YOUR OBJECTIVE → Output only the lines from the start of the entries through the line holding "is deliberate product". Each line must match the original exactly.
::::
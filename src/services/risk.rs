use crate::models::questionnaire::QuestionnaireAnswers;

/// Maps questionnaire answers to a risk score in [1.0, 5.0], rounded to one
/// decimal. Pure and deterministic; there is no failure mode.
///
/// Unrecognized enum values are silently mapped to a mid-point instead of
/// being rejected (3 for risk tolerance and time horizon, 2 for experience,
/// 1 for net worth). This permissive-defaulting policy is deliberate product
/// behavior carried over from the original questionnaire flow; do not turn
/// these defaults into errors without product sign-off.
pub fn score_answers(answers: &QuestionnaireAnswers) -> f64 {
    let tolerance: f64 = match answers.risk_tolerance.as_str() {
        "very-low" => 1.0,
        "low" => 2.0,
        "moderate" => 3.0,
        "high" => 4.0,
        "very-high" => 5.0,
        _ => 3.0,
    };
    let horizon: f64 = match answers.time_horizon.as_str() {
        "<1" => 1.0,
        "1-3" => 2.0,
        "3-5" => 3.0,
        "5-10" => 4.0,
        "10+" => 5.0,
        _ => 3.0,
    };
    let experience: f64 = match answers.experience.as_str() {
        "none" => 1.0,
        "basic" => 2.0,
        "intermediate" => 3.0,
        "advanced" => 4.0,
        "expert" => 5.0,
        _ => 2.0,
    };
    let net_worth: f64 = match answers.net_worth.as_str() {
        "<50k" => 1.0,
        "50k-100k" => 2.0,
        "100k-500k" => 3.0,
        "500k-1m" => 4.0,
        "1m+" => 5.0,
        _ => 1.0,
    };

    let score = tolerance * 0.4 + horizon * 0.3 + experience * 0.2 + net_worth * 0.1;
    (score * 10.0).round() / 10.0
}

#[cfg(test)]
mod tests {
    use super::*;
    use crate::models::portfolio::RiskLevel;

    fn answers(tolerance: &str, horizon: &str, experience: &str, net_worth: &str) -> QuestionnaireAnswers {
        QuestionnaireAnswers {
            goal: "wealth-growth".into(),
            time_horizon: horizon.into(),
            risk_tolerance: tolerance.into(),
            experience: experience.into(),
            income: "50k-100k".into(),
            net_worth: net_worth.into(),
            liquidity_needs: "low".into(),
            insights_opt_in: "no".into(),
            sectors: None,
            restrictions: None,
        }
    }

    #[test]
    fn extremes_stay_in_bounds() {
        let min = score_answers(&answers("very-low", "<1", "none", "<50k"));
        let max = score_answers(&answers("very-high", "10+", "expert", "1m+"));
        assert_eq!(min, 1.0);
        assert_eq!(max, 5.0);
    }

    #[test]
    fn weighted_sum_matches_hand_computation() {
        // 2*0.4 + 4*0.3 + 2*0.2 + 3*0.1 = 0.8 + 1.2 + 0.4 + 0.3 = 2.7
        let score = score_answers(&answers("low", "5-10", "basic", "100k-500k"));
        assert_eq!(score, 2.7);
        assert_eq!(RiskLevel::from_score(score), RiskLevel::Moderate);
    }

    #[test]
    fn unknown_values_default_to_mid_points() {
        // 3*0.4 + 3*0.3 + 2*0.2 + 1*0.1 = 2.6
        let score = score_answers(&answers("yolo", "someday", "guru", "plenty"));
        assert_eq!(score, 2.6);
    }

    #[test]
    fn score_always_rounded_to_one_decimal() {
        for tolerance in ["very-low", "low", "moderate", "high", "very-high"] {
            for horizon in ["<1", "1-3", "3-5", "5-10", "10+"] {
                let score = score_answers(&answers(tolerance, horizon, "basic", "<50k"));
                assert!((1.0..=5.0).contains(&score));
                assert_eq!(score, (score * 10.0).round() / 10.0);
            }
        }
    }
}
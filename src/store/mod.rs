pub mod portfolios;

pub use portfolios::PortfolioStore;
::::
PROBLEM SOLUTION →
filename src/services/risk.rs
use crate::models::questionnaire::QuestionnaireAnswers;

/// Maps questionnaire answers to a risk score in [1.0, 5.0], rounded to one
/// decimal. Pure and deterministic; there is no failure mode.
///
/// Unrecognized enum values are silently mapped to a mid-point instead of
/// being rejected (3 for risk tolerance and time horizon, 2 for experience,
/// 1 for net worth). This permissive-defaulting policy is deliberate product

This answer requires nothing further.